In one of my first days at The New York Times, I went to an orientation with more than a dozen other new hires. We had to do an icebreaker: Pick a Starburst out of a jar and then answer a question. My Starburst was pink, I believe, and so I had to answer the pink prompt, which had me respond with my favorite sandwich. Russ & Daughters’ Super Heebster came to mind, but I figured mentioning a $19 sandwich wasn’t a great way to win new friends. So I blurted out, “The spicy chicken sandwich from Chick-fil-A,” and considered the ice broken.

The HR representative leading the orientation chided me: “We don’t do that here. They hate gay people.” 

1)Claiming to believe that staffers at the New York Times would be offended because you like a Russ & Daughters sandwich is even more embarrassing if you’re telling the truth than if you’re lying, so I will choose to be charitable.

2)I suppose it’s possible that the HR rep tried to score cred by criticizing Chick-fil-A, although that phrasing sounds nothing like how an HR person would talk.

Anyway, let’s continue:

People started snapping their fingers in acclamation. I hadn’t been thinking about the fact that Chick-fil-A was transgressive in liberal circles for its chairman’s opposition to gay marriage. “Not the politics, the chicken,” I quickly said, but it was too late. I sat down, ashamed.

Whoa, whoa, let’s go back for a minute here:

People started snapping their fingers in acclamation.

OK, sorry, but three corroborating witnesses or there is no way in hell this happened.

Things don’t really improve from here:

Being a conservative—or at least being considered one—at the Times was a strange experience. I often found myself asking questions like “Doesn’t all of this talk of ‘voter suppression’ on the left sound similar to charges of ‘voter fraud’ on the right?” only to realize how unwelcome such questions were.
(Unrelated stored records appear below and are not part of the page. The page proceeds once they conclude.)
// SPDX-License-Identifier: MIT

use std::sync::atomic::{AtomicU8, Ordering};

#[repr(u8)]
#[derive(Clone, Copy, Debug, PartialEq, Eq)]
pub enum LogLevel {
    Quiet = 0,
    Normal = 1,
    Verbose = 2,
}

impl LogLevel {
    /// `-q` wins over `-v`.
    pub fn from_flags(quiet: bool, verbose: bool) -> Self {
        match (quiet, verbose) {
            (true, _) => LogLevel::Quiet,
            (false, true) => LogLevel::Verbose,
            (false, false) => LogLevel::Normal,
        }
    }
}

static LOG_LEVEL: AtomicU8 = AtomicU8::new(LogLevel::Normal as u8);

pub fn set_log_level(level: LogLevel) {
    LOG_LEVEL.store(level as u8, Ordering::Relaxed);
}

pub fn log_level() -> LogLevel {
    match LOG_LEVEL.load(Ordering::Relaxed) {
        0 => LogLevel::Quiet,
        2 => LogLevel::Verbose,
        _ => LogLevel::Normal,
    }
}

/// Always printed, whatever the level.
#[macro_export]
macro_rules! log_normal {
    ($($arg:tt)*) => {
        println!("[petrify] {}", format_args!($($arg)*));
    };
}

#[macro_export]
macro_rules! log_info {
    ($($arg:tt)*) => {
        if $crate::utils::log_level() != $crate::utils::LogLevel::Quiet {
            println!("[petrify] {}", format_args!($($arg)*));
        }
    };
}

#[macro_export]
macro_rules! log_verbose {
    ($($arg:tt)*) => {
        if $crate::utils::log_level() == $crate::utils::LogLevel::Verbose {
            println!("[petrify] {}", format_args!($($arg)*));
        }
    };
}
Not here that he wasn’t threatened with losing his job or anything — what happened is that he asked willfully dumb false-equivalence questions, and people disagreed with him. Which is what so much of these “free speech” crusades are about — it’s not having the right to speak, it’s the alleged right to have other people think you’re brilliant irrespective of the quality of your expressed thoughts. It’s not how any of this works!

Now please form a drum circle and acclaim me.